Only such evidence could break the vicious circular argument which has long prevented serious investigation into the origins of writing. Many writers in scientific journals have recently deplored the way in which scientific conclusions reached long ago and held as unimpeachable truths turn students away from avenues of research which might well prove most fruitful. The evolutionary rule-of-thumb — convenient, satisfying, universal — is cited as the prime offender. Here is a test of how it works: Ask your students to write a paper on “A Day in the Life of a Primitive Man.” None of them has ever seen a primitive man or ever will, but does that stop them? Before the question is on the board they are off and running and can go on writing at top speed indefinitely. They all know exactly how it should have been; evolution emancipated them from the drudgery of research. And in all of science there never was a more open-and-shut case than the origin of writing: intuitively we know it must have begun with pictures, and traditionally we know it can have developed in only one way — very slowly and gradually from simple to more complex forms, and all that. Some may elaborate on the theme with tree-alphabets, ogams, runes and (as we have) arrow-markings, but if there ever was a hypothesis which enjoyed complete and unquestioning obedience, the origin of writing has been it. Yet the discerning Kipling, taking a hard common-sense look at the official solution, found it simply absurd. It is the same hypothesis that we now dare to question, grateful for the support of the noble Silas John.

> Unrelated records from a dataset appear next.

use serde::Serialize;
use tracing::instrument;

use super::aggregate::{
    aggregate_daily, aggregate_hourly, filter_range, select_granularity, Bucket, Granularity,
};
use super::entry::Entry;

/// Summary of one stats query: the echoed filter bounds and the counts the
/// daily aggregation is the canonical source of.
#[derive(Debug, Clone, PartialEq, Eq, Serialize)]
pub struct StatsMeta {
    pub from: Option<String>,
    pub to: Option<String>,
    pub entries: usize,
    pub days: usize,
    pub total: u64,
    pub granularity: Granularity,
}

/// The engine's complete output for one query. A value, not a live object:
/// nothing here is mutated after construction.
#[derive(Debug, Clone, PartialEq, Eq, Serialize)]
pub struct StatsReport {
    pub meta: StatsMeta,
    /// Bucketed series at the chosen granularity.
    pub series: Vec<Bucket>,
    /// Daily aggregation, always computed regardless of chosen granularity.
    pub daily: Vec<Bucket>,
    /// The filtered but unaggregated entries, for detail views.
    pub entries: Vec<Entry>,
}

/// Filters, aggregates, and packages one stats query. Pure and idempotent:
/// identical inputs always produce an identical report.
#[instrument(skip(entries))]
pub fn build_stats(entries: Vec<Entry>, from: Option<&str>, to: Option<&str>) -> StatsReport {
    let filtered = filter_range(entries, from, to);
    let daily = aggregate_daily(&filtered);
    let granularity = select_granularity(&filtered);
    let series = match granularity {
        Granularity::Daily => daily.clone(),
        Granularity::Hourly => aggregate_hourly(&filtered),
    };

    StatsReport {
        meta: StatsMeta {
            from: from.map(str::to_owned),
            to: to.map(str::to_owned),
            entries: filtered.len(),
            days: daily.len(),
            total: daily.iter().map(|b| b.total).sum(),
            granularity,
        },
        series,
        daily,
        entries: filtered,
    }
}

#[cfg(test)]
mod tests {
    use super::build_stats;
    use crate::stats::aggregate::Granularity;
    use crate::stats::entry::{parse_log, Entry};

    fn entry(timestamp: &str, repetitions: u64) -> Entry {
        Entry {
            timestamp: timestamp.into(),
            repetitions,
            source: "test".into(),
        }
    }

    #[test]
    fn short_range_reports_hourly() {
        let entries = vec![
            entry("2026-02-10T10:05:00", 10),
            entry("2026-02-10T10:45:00", 5),
            entry("2026-02-11T09:10:00", 12),
        ];
        let report = build_stats(entries, None, None);
        assert_eq!(report.meta.granularity, Granularity::Hourly);
        assert_eq!(report.meta.total, 27);
        assert_eq!(report.meta.days, 2);
        assert_eq!(report.meta.entries, 3);
    }

    #[test]
    fn week_long_range_reports_daily() {
        let entries: Vec<_> = (10..17)
            .map(|d| entry(&format!("2026-02-{d}T10:00:00"), 10))
            .collect();
        let report = build_stats(entries, None, None);
        assert_eq!(report.meta.granularity, Granularity::Daily);
        assert_eq!(report.series.len(), 7);
        assert_eq!(report.series, report.daily);
        assert_eq!(report.meta.total, 70);
    }

    #[test]
    fn invalid_raw_rows_reach_no_count() {
        let report = build_stats(
            parse_log("timestamp,repetitions,source\nbad-timestamp,,\n"),
            None,
            None,
        );
        assert_eq!(report.meta.entries, 0);
        assert_eq!(report.meta.total, 0);
        assert_eq!(report.meta.days, 0);
        assert_eq!(report.meta.granularity, Granularity::Daily);
        assert!(report.series.is_empty());
        assert!(report.entries.is_empty());
    }

    #[test]
    fn bounds_are_echoed_verbatim() {
        let report = build_stats(vec![entry("2026-02-10T10:00:00", 1)], None, None);
        assert_eq!(report.meta.from, None);
        assert_eq!(report.meta.to, None);

        let report = build_stats(
            vec![entry("2026-02-10T10:00:00", 1)],
            Some("2026-02-01"),
            Some("2026-02-28"),
        );
        assert_eq!(report.meta.from.as_deref(), Some("2026-02-01"));
        assert_eq!(report.meta.to.as_deref(), Some("2026-02-28"));
    }

    #[test]
    fn series_total_matches_meta_total() {
        let entries = vec![
            entry("2026-02-10T10:05:00", 10),
            entry("2026-02-10T11:45:00", 5),
            entry("2026-02-12T09:10:00", 12),
        ];
        let report = build_stats(entries, None, None);
        let series_sum: u64 = report.series.iter().map(|b| b.total).sum();
        let daily_sum: u64 = report.daily.iter().map(|b| b.total).sum();
        assert_eq!(series_sum, report.meta.total);
        assert_eq!(daily_sum, report.meta.total);
    }

    #[test]
    fn identical_inputs_produce_identical_reports() {
        let entries = vec![
            entry("2026-02-10T10:05:00", 10),
            entry("2026-02-11T09:10:00", 3),
        ];
        let a = build_stats(entries.clone(), Some("2026-02-10"), None);
        let b = build_stats(entries, Some("2026-02-10"), None);
        assert_eq!(a, b);
    }

    #[test]
    fn report_serializes_with_expected_field_names() {
        let report = build_stats(vec![entry("2026-02-10T10:05:00", 10)], None, None);
        let json = serde_json::to_value(&report).unwrap();
        assert_eq!(json["meta"]["granularity"], "hourly");
        assert!(json["meta"]["from"].is_null());
        assert_eq!(json["series"][0]["dayIntegral"], 10);
        assert_eq!(json["series"][0]["label"], "2026-02-10T10:00");
    }
}
//! # Feature Defines
//!
//! Derives the `__UNI_FEATURE_*__` compile-time constants of a build from the
//! project configuration, so the bundler can drop framework capabilities the
//! project never uses.
//!
//! ## Pipeline
//!
//! 1. **Manifest** ([`resolve_manifest_features`]): router mode and fixed API toggles.
//! 2. **Pages** ([`resolve_pages_features`]): multi-page, tab bar, windows, pull-down
//!    refresh; nvue and navigation bar trimming under `build` only.
//! 3. **Project** ([`resolve_project_features`]): reserved, currently empty.
//!
//! The three records are combined into a typed [`FeatureSet`]; call
//! [`FeatureSet::defines`] to obtain the ordered define map.
//!
//! Any read or parse failure aborts resolution: there is no partial feature set.

mod error;
pub mod pages_json;
pub mod resolve;

pub use crate::error::{DefineError, DefineErrorExt};
pub use crate::pages_json::normalize_pages_json;
pub use crate::resolve::{
    is_navigation_custom, nvue_marker_probe, resolve_manifest_features, resolve_pages_features,
    resolve_project_features,
};
pub use uni_kernel::domain::features::{DefineValue, FeatureDefines, FeatureSet};

use std::fs;
use std::path::Path;
use tracing::{debug, info};
use uni_kernel::domain::manifest::ManifestConfig;
use uni_kernel::domain::options::{BuildCommand, ProjectOptions};
use uni_kernel::domain::pages::PagesConfig;
use uni_kernel::jsonc::parse_jsonc;

/// Resolves every feature flag for one build of the project at `options.input_dir`.
///
/// # Errors
/// * [`DefineError::Read`] if `pages.json` or `manifest.json` cannot be read.
/// * [`DefineError::Parse`] if either file is not valid JSON-with-comments.
/// * [`DefineError::InvalidPages`] if `pages.json` has an unusable structure.
///
/// # Example
/// ```rust,no_run
/// use uni_define::get_features;
/// use uni_kernel::domain::options::{BuildCommand, Platform, ProjectOptions};
///
/// let options = ProjectOptions::new("src", Platform::H5);
/// let features = get_features(&options, BuildCommand::Build)?;
/// for (name, value) in features.defines().iter() {
///     println!("{name} = {value}");
/// }
/// # Ok::<(), uni_define::DefineError>(())
/// ```
pub fn get_features(
    options: &ProjectOptions,
    command: BuildCommand,
) -> Result<FeatureSet, DefineError> {
    info!(
        input_dir = %options.input_dir.display(),
        platform = %options.platform,
        %command,
        "Resolving build features"
    );

    let manifest = load_manifest(options)?;
    let pages = load_pages(options)?;

    let features = FeatureSet::new(
        resolve_manifest_features(&manifest),
        resolve_pages_features(&pages, command, nvue_marker_probe(options.input_dir())),
        resolve_project_features(options, command),
    );

    debug!(pages = pages.pages.len(), responsive = features.responsive(), "Features resolved");
    Ok(features)
}

/// Reads and parses `manifest.json`.
///
/// # Errors
/// [`DefineError::Read`] or [`DefineError::Parse`], with the file path as context.
pub fn load_manifest(options: &ProjectOptions) -> Result<ManifestConfig, DefineError> {
    let path = options.manifest_json_path();
    let text = read_project_file(&path)?;
    parse_jsonc::<ManifestConfig>(&text).context(path.display().to_string())
}

/// Reads `pages.json` and normalizes it for the target platform.
///
/// # Errors
/// [`DefineError::Read`], [`DefineError::Parse`] or [`DefineError::InvalidPages`].
pub fn load_pages(options: &ProjectOptions) -> Result<PagesConfig, DefineError> {
    let path = options.pages_json_path();
    let text = read_project_file(&path)?;
    normalize_pages_json(&text, options.platform).context(path.display().to_string())
}

fn read_project_file(path: &Path) -> Result<String, DefineError> {
    fs::read_to_string(path).context(path.display().to_string())
}
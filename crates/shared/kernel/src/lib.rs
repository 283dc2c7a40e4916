//! Kernel utilities shared across slices.
//! Keep this crate lightweight: config layering and JSON-with-comments parsing.
//!
//! ## Config loading
//! ```rust,ignore
//! use uni_kernel::config::load_config;
//! use uni_kernel::domain::options::ProjectOptions;
//!
//! let options: ProjectOptions = load_config(None::<&str>).unwrap_or_default();
//! ```
//!
//! ## JSONC
//! ```rust
//! use uni_kernel::jsonc::parse_jsonc;
//!
//! let value: serde_json::Value = parse_jsonc("{ /* pages */ \"pages\": [], }").unwrap();
//! assert!(value["pages"].is_array());
//! ```

pub mod config;
pub mod jsonc;

pub use uni_domain as domain;
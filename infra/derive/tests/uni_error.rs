use std::borrow::Cow;
use uni_derive::uni_error;

#[uni_error]
pub enum SampleError {
    #[error("Read failed{}: {source}", format_context(.context))]
    Read { source: std::io::Error, context: Option<Cow<'static, str>> },

    #[error("Parse failed{}: {message}", format_context(.context))]
    Parse { message: Cow<'static, str>, context: Option<Cow<'static, str>> },

    #[error("Internal sample error{}: {message}", format_context(.context))]
    Internal { message: Cow<'static, str>, context: Option<Cow<'static, str>> },
}

fn failing_read() -> Result<(), std::io::Error> {
    Err(std::io::Error::new(std::io::ErrorKind::NotFound, "pages.json"))
}

#[test]
fn uni_error_ui() {
    let t = trybuild::TestCases::new();
    t.pass("tests/ui/uni_error_pass.rs");
}

#[test]
fn source_errors_convert_with_context() {
    let err = failing_read().context("Loading project").unwrap_err();

    assert!(matches!(err, SampleError::Read { context: Some(ref c), .. } if c == "Loading project"));
    assert_eq!(err.to_string(), "Read failed (Loading project): pages.json");
}

#[test]
fn question_mark_uses_generated_from() {
    fn run() -> Result<(), SampleError> {
        failing_read()?;
        Ok(())
    }

    let err = run().unwrap_err();
    assert!(matches!(err, SampleError::Read { context: None, .. }));
    assert_eq!(err.to_string(), "Read failed: pages.json");
}

#[test]
fn context_is_attached_to_own_variants() {
    let res: Result<(), SampleError> =
        Err(SampleError::Parse { message: "trailing garbage".into(), context: None });

    let err = res.context("manifest.json").unwrap_err();
    assert_eq!(err.to_string(), "Parse failed (manifest.json): trailing garbage");
}

#[test]
fn strings_fall_back_to_internal() {
    let borrowed = SampleError::from("unexpected state");
    let owned = SampleError::from(format!("bad value {}", 7));

    assert!(matches!(borrowed, SampleError::Internal { .. }));
    assert_eq!(owned.to_string(), "Internal sample error: bad value 7");
}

We have all grown up in a world nurtured on the comfortable Victorian doctrine of uniformitarianism, the idea that what happens in this world is all just more of the same: what lies ahead is pretty much what lies behind, for the same forces that are at work on the earth today were at work in the same manner, with the same intensity and the same effects at all times past and will go on operating inexorably and irresistibly in just the same way forever hereafter. There is no real cause for alarm in a world where everything is under control beneath the watchful eye of science, as evolution takes its undeviating forward course, steady, reliable, imperceptibly slow and gentle, and gratifyingly predictable. According to an eminent British scholar of the 1920s,
The skies as far as the utmost star are clear of any malignant Intelligences, and even the untoward accidents of life are due to causes comfortably impersonal. . . . The possibility that the Unknown contains Powers deliberately hostile to him is one the ordinary modern man can hardly entertain even in imagination.2
In such a world one needed no longer to run to God for comfort. The matter-of-fact, no-nonsense approach of science had since the days of the Miletian school and the ancient atomists banished all childish fears and consigned the horrendous and spectacular aspects of the human past and future to the realm of myth and fantasy.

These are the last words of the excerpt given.